October 26, 2021 | blog, interviews, news, Prizes





Mary Clark grew up in Baltimore and after many years of living in Massachusetts, returned to her roots to write novels. She earned an MFA in Poetry from The University of Iowa. Her poems and stories have appeared in Ploughshares, Fiction, The Iowa Review, New England Review, and will appear in J Journal: New Writing on Justice. She pulled almost all of the story, “Steppie” from a chapter in her recent novel manuscript. She is honored to win the Crazyhorse Fiction Prize, selected by Rumaan Alam, a writer who goes toward the difficult.

CH: What did you love about your childhood?

MC: When I was a girl reading novels, I only read the dialogue. I flipped forward to the good parts: the skinny lines, flagged with quotation marks, that ran down the page. There was air around those sentences; they were lighter than the heavy blocks. Reading was hard work back then. I didn’t know the meaning of a lot of the words, and sitting quietly with a book was the opposite of exciting. The characters seemed most alive when they were speaking. Their talk was easy to understand, and after all, they were who the story was about. I wanted to hear from them, not to hear about them, and a bunch of other stuff, from the writer. 
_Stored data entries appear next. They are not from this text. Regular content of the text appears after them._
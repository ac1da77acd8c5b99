//! Status statistics, cached in `status.yaml`.

use serde::{Deserialize, Serialize};
use std::collections::BTreeMap;
use std::fs;
use std::path::Path;

use crate::error::Result;
use crate::process::{ProcessModel, RecordState};
use crate::record::Records;
use crate::settings::ShareStatReq;

/// States a record only visits when automation fails; they are not
/// part of the main path and are counted as they are.
const SIDE_STATES: [RecordState; 3] = [
    RecordState::MdNeedsManualPreparation,
    RecordState::PdfNeedsManualRetrieval,
    RecordState::PdfNeedsManualPreparation,
];

/// States that end a record's path before synthesis.
const EXCLUSION_STATES: [RecordState; 3] = [
    RecordState::RevPrescreenExcluded,
    RecordState::PdfNotAvailable,
    RecordState::RevExcluded,
];

const TOTAL_ATOMIC_STEPS: usize = 8;

fn completed_steps(state: RecordState) -> usize {
    match state {
        RecordState::MdRetrieved => 0,
        RecordState::MdImported | RecordState::MdNeedsManualPreparation => 1,
        RecordState::MdPrepared => 2,
        RecordState::MdProcessed => 3,
        RecordState::RevPrescreenExcluded
        | RecordState::RevPrescreenIncluded
        | RecordState::PdfNeedsManualRetrieval => 4,
        RecordState::PdfImported | RecordState::PdfNotAvailable | RecordState::PdfNeedsManualPreparation => 5,
        RecordState::PdfPrepared => 6,
        RecordState::RevExcluded | RecordState::RevIncluded => 7,
        RecordState::RevSynthesized => 8,
    }
}

#[derive(Debug, Clone, Default, PartialEq, Serialize, Deserialize)]
pub struct StatusStats {
    /// Records per state.
    pub currently: BTreeMap<RecordState, usize>,
    /// Records that reached each state. Before `md_processed` this counts
    /// origins, since duplicates are still separate records there.
    pub overall: BTreeMap<RecordState, usize>,
    pub nr_records: usize,
    pub nr_origins: usize,
    pub md_duplicates_removed: usize,
    pub nr_curated_records: usize,
    pub non_completed: usize,
    pub completeness_condition: bool,
    pub atomic_steps: usize,
    pub completed_atomic_steps: usize,
}

impl StatusStats {
    pub fn compute(records: &Records) -> Self {
        let mut currently: BTreeMap<RecordState, usize> = RecordState::ALL.iter().map(|s| (*s, 0)).collect();
        for record in records.values() {
            *currently.entry(record.status).or_default() += 1;
        }

        let mut overall = BTreeMap::new();
        for state in RecordState::ALL {
            let count = if SIDE_STATES.contains(&state) {
                currently[&state]
            } else {
                records
                    .values()
                    .filter(|r| ProcessModel::is_reachable(state, r.status))
                    .map(|r| {
                        if state < RecordState::MdProcessed {
                            r.origin.len().max(1)
                        } else {
                            1
                        }
                    })
                    .sum()
            };
            overall.insert(state, count);
        }

        let md_duplicates_removed = records
            .values()
            .filter(|r| r.status.is_post_md_processed())
            .map(|r| r.origin.len().saturating_sub(1))
            .sum();
        let non_completed = records
            .values()
            .filter(|r| r.status != RecordState::RevSynthesized && !EXCLUSION_STATES.contains(&r.status))
            .count();

        let mut atomic_steps = 0;
        let mut completed_atomic_steps = 0;
        for record in records.values() {
            let done = completed_steps(record.status);
            completed_atomic_steps += done;
            atomic_steps += if EXCLUSION_STATES.contains(&record.status) {
                done
            } else {
                TOTAL_ATOMIC_STEPS
            };
        }

        Self {
            currently,
            overall,
            nr_records: records.len(),
            nr_origins: records.values().map(|r| r.origin.len()).sum(),
            md_duplicates_removed,
            nr_curated_records: records.values().filter(|r| r.masterdata_is_curated()).count(),
            non_completed,
            completeness_condition: non_completed == 0,
            atomic_steps,
            completed_atomic_steps,
        }
    }

    pub fn current(&self, state: RecordState) -> usize {
        self.currently.get(&state).copied().unwrap_or(0)
    }

    /// Records currently in a state before `state`.
    pub fn count_before(&self, state: RecordState) -> usize {
        self.currently
            .iter()
            .filter(|(s, _)| **s < state)
            .map(|(_, n)| n)
            .sum()
    }

    /// Records that still have to pass `screen`, ignoring excluded ones.
    pub fn screening_pending(&self) -> usize {
        self.currently
            .iter()
            .filter(|(s, _)| **s < RecordState::RevExcluded && !s.is_terminal())
            .map(|(_, n)| n)
            .sum()
    }

    /// Share of completed atomic steps, in percent.
    pub fn progress(&self) -> f64 {
        if self.atomic_steps == 0 {
            return 0.0;
        }
        self.completed_atomic_steps as f64 / self.atomic_steps as f64 * 100.0
    }

    /// Whether the project meets the completeness its collaborators agreed on
    /// before sharing.
    pub fn meets(&self, requirement: ShareStatReq) -> bool {
        match requirement {
            ShareStatReq::None => true,
            ShareStatReq::Processed => self.count_before(RecordState::MdProcessed) == 0,
            ShareStatReq::Screened => self.screening_pending() == 0,
            ShareStatReq::Completed => self.non_completed == 0,
        }
    }

    pub fn load(path: &Path) -> Result<Option<Self>> {
        if !path.is_file() {
            return Ok(None);
        }
        Ok(Some(serde_yaml::from_str(&fs::read_to_string(path)?)?))
    }

    pub fn save(&self, path: &Path) -> Result<()> {
        fs::write(path, serde_yaml::to_string(self)?)?;
        Ok(())
    }
}

#[cfg(test)]
mod tests {
    use super::*;
    use crate::record::Record;
    use tempfile::tempdir;

    fn record(id: &str, status: RecordState, origins: &[&str]) -> Record {
        let mut record = Record::new(id, "article");
        record.status = status;
        record.origin = origins.iter().map(|o| o.to_string()).collect();
        record
    }

    fn records(list: Vec<Record>) -> Records {
        list.into_iter().map(|r| (r.id.clone(), r)).collect()
    }

    #[test]
    fn counts_merged_origins_and_completion() {
        let records = records(vec![
            record("A", RecordState::RevSynthesized, &["s.bib/1", "s.bib/2"]),
            record("B", RecordState::RevPrescreenExcluded, &["s.bib/3"]),
            record("C", RecordState::PdfNeedsManualRetrieval, &["s.bib/4"]),
            record("D", RecordState::MdImported, &["s.bib/5"]),
        ]);
        let stats = StatusStats::compute(&records);

        assert_eq!(stats.nr_records, 4);
        assert_eq!(stats.nr_origins, 5);
        assert_eq!(stats.md_duplicates_removed, 1);
        assert_eq!(stats.current(RecordState::MdImported), 1);
        assert_eq!(stats.current(RecordState::MdPrepared), 0);
        // every origin was retrieved, three records were processed
        assert_eq!(stats.overall[&RecordState::MdRetrieved], 5);
        assert_eq!(stats.overall[&RecordState::MdPrepared], 4);
        assert_eq!(stats.overall[&RecordState::MdProcessed], 3);
        assert_eq!(stats.overall[&RecordState::RevPrescreenIncluded], 2);
        assert_eq!(stats.overall[&RecordState::PdfNeedsManualRetrieval], 1);
        assert_eq!(stats.non_completed, 2);
        assert!(!stats.completeness_condition);
        assert_eq!(stats.count_before(RecordState::MdProcessed), 1);
        assert_eq!(stats.screening_pending(), 2);
        assert!(stats.meets(ShareStatReq::None));
        assert!(!stats.meets(ShareStatReq::Processed));
        assert!(!stats.meets(ShareStatReq::Completed));
        // A: 8 of 8, B: 4 of 4, C: 4 of 8, D: 1 of 8
        assert_eq!(stats.atomic_steps, 28);
        assert_eq!(stats.completed_atomic_steps, 17);
    }

    #[test]
    fn saves_and_loads_yaml() {
        let dir = tempdir().unwrap();
        let path = dir.path().join("status.yaml");
        assert_eq!(StatusStats::load(&path).unwrap(), None);

        let stats = StatusStats::compute(&records(vec![record("A", RecordState::RevIncluded, &["s.bib/1"])]));
        stats.save(&path).unwrap();
        let content = fs::read_to_string(&path).unwrap();
        assert!(content.contains("rev_included: 1"));
        assert_eq!(StatusStats::load(&path).unwrap(), Some(stats));
    }
}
At the time, reading like that was just something I did, but I suppose I loved that I figured out my way into books on my own. Looking back, on the occasion to answer this question, I can see how my early practice influences my writing. Now that reading is a great pleasure—deep and rich, easily the best time spent, including when it’s pages and pages of a “bunch of other stuff” from the writer—a chunky paragraph is still, on some level, in service of getting to the dialogue.

CH: If you could go back to the beginning of your writing career, what is one piece of advice you would give yourself? 

MC: I grew up on the idea that I hated writing, but I wrote because I had to. Lots of us did. The concept’s not a lie. Writing is hard, sometimes unbearably hard, and not writing is harder. In the last ten years, I’ve adjusted the aperture. One morning, writing, I had this experience of a character doing something that I had no idea was coming. It was a banal gesture, but it was massively right. It felt like the whole book landed in that one sentence. It floored me. The novel I was writing, was writing me back. I had to get out of my chair, and take a moment. It was hard to breathe. It made me happy for days. Now I’m chasing that feeling. Leading with discovery is key. It happens more than you’d think.

CH: What was your writing process like for this piece?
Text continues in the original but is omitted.